The first code block you posted is the easiest example for me to explain this:

primes = range(2, 20) 
for i in range(2, 8): 
    primes = filter(lambda x: x == i or x % i, primes)
print primes

When using the Sieve of Eratosthenes method, the important thing to note is that you only have to remove numbers that are products of numbers up to the square root of the max. The use of range(2,8) above implements this (it goes from 2 to 7, which is further than necessary).
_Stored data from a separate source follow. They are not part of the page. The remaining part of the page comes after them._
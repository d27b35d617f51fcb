//! Log setup: stdout by default, an append-only file when enabled.

use anyhow::{Context, Result};
use std::fs::{self, OpenOptions};
use tracing_subscriber::EnvFilter;

use crate::config::Config;

/// Initializes the global tracing subscriber.
///
/// Level filtering honors `RUST_LOG` and defaults to `info`. With
/// telemetry disabled, events go to stdout; enabled, they append to
/// `log_path` (with `~` expanded) with ANSI colors off.
///
/// # Errors
/// Returns error if the log file or its parent directory cannot be
/// created.
pub fn init(enabled: bool, log_path: &str) -> Result<()> {
    let filter = EnvFilter::try_from_default_env().unwrap_or_else(|_| EnvFilter::new("info"));

    if !enabled {
        tracing_subscriber::fmt()
            .with_env_filter(filter)
            .with_target(false)
            .init();
        return Ok(());
    }

    let expanded_path = Config::expand_path(log_path)?;
    if let Some(parent) = expanded_path.parent() {
        fs::create_dir_all(parent).context("failed to create log directory")?;
    }
    let file = OpenOptions::new()
        .create(true)
        .append(true)
        .open(&expanded_path)
        .context("failed to open log file")?;

    tracing_subscriber::fmt()
        .with_env_filter(filter)
        .with_writer(file)
        .with_target(false)
        .with_ansi(false)
        .init();

    tracing::info!("telemetry initialized: {}", expanded_path.display());
    Ok(())
}
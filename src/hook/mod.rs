//! Global hotkey hook engine.
//!
//! Intercepts every physical keyboard event system-wide through a single
//! pump thread, tracks per-combination held state, fires callbacks exactly
//! once when a fully-held combination is fully released, and can swallow
//! the triggering keystrokes before any other application sees them.
//!
//! The state machine and registry are platform-neutral; only the pump
//! backends under [`pump`] talk to the OS.

pub mod keys;
pub mod pump;
pub mod registry;
pub mod scheduler;
pub mod state;

pub use keys::KeyId;
pub use pump::RawKeyEvent;
pub use registry::{HotkeyHandle, HotkeyRegistry};

use thiserror::Error;

/// Errors surfaced by hotkey registration and pump lifecycle.
///
/// Registration-time errors are synchronous and all-or-nothing: a failed
/// `add` leaves the registry unchanged. Callback panics are not represented
/// here; they are caught and logged per firing without affecting the pump
/// or other hotkeys.
#[derive(Debug, Error)]
pub enum HotkeyError {
    /// A combo token did not resolve to any key on this keyboard layout.
    #[error("unrecognized key: {0:?}")]
    UnrecognizedKey(String),

    /// The combo string yields an empty key set.
    #[error("invalid combo: {0}")]
    InvalidCombo(String),

    /// The OS refused to install the keyboard interception hook.
    #[error("failed to install keyboard hook: {0}")]
    HookInstall(String),
}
The square root of 19 (the highest number in the outer range that is checked) is between 4 and 5. So the highest number that should be checked in the range is 4 (we only need to check integers).

Using this knowledge, you could improve the code to be as follows (this finds primes <= 19):

import math
max = 19    #Set it here
max += 1
primes = range(2, max) 
for i in range(2, int( math.ceil(math.sqrt(max)) )): 
    primes = filter(lambda x: x == i or x % i, primes)
print primes

Note that instead of using floor and then adding one because range is exclusive, I use ceil.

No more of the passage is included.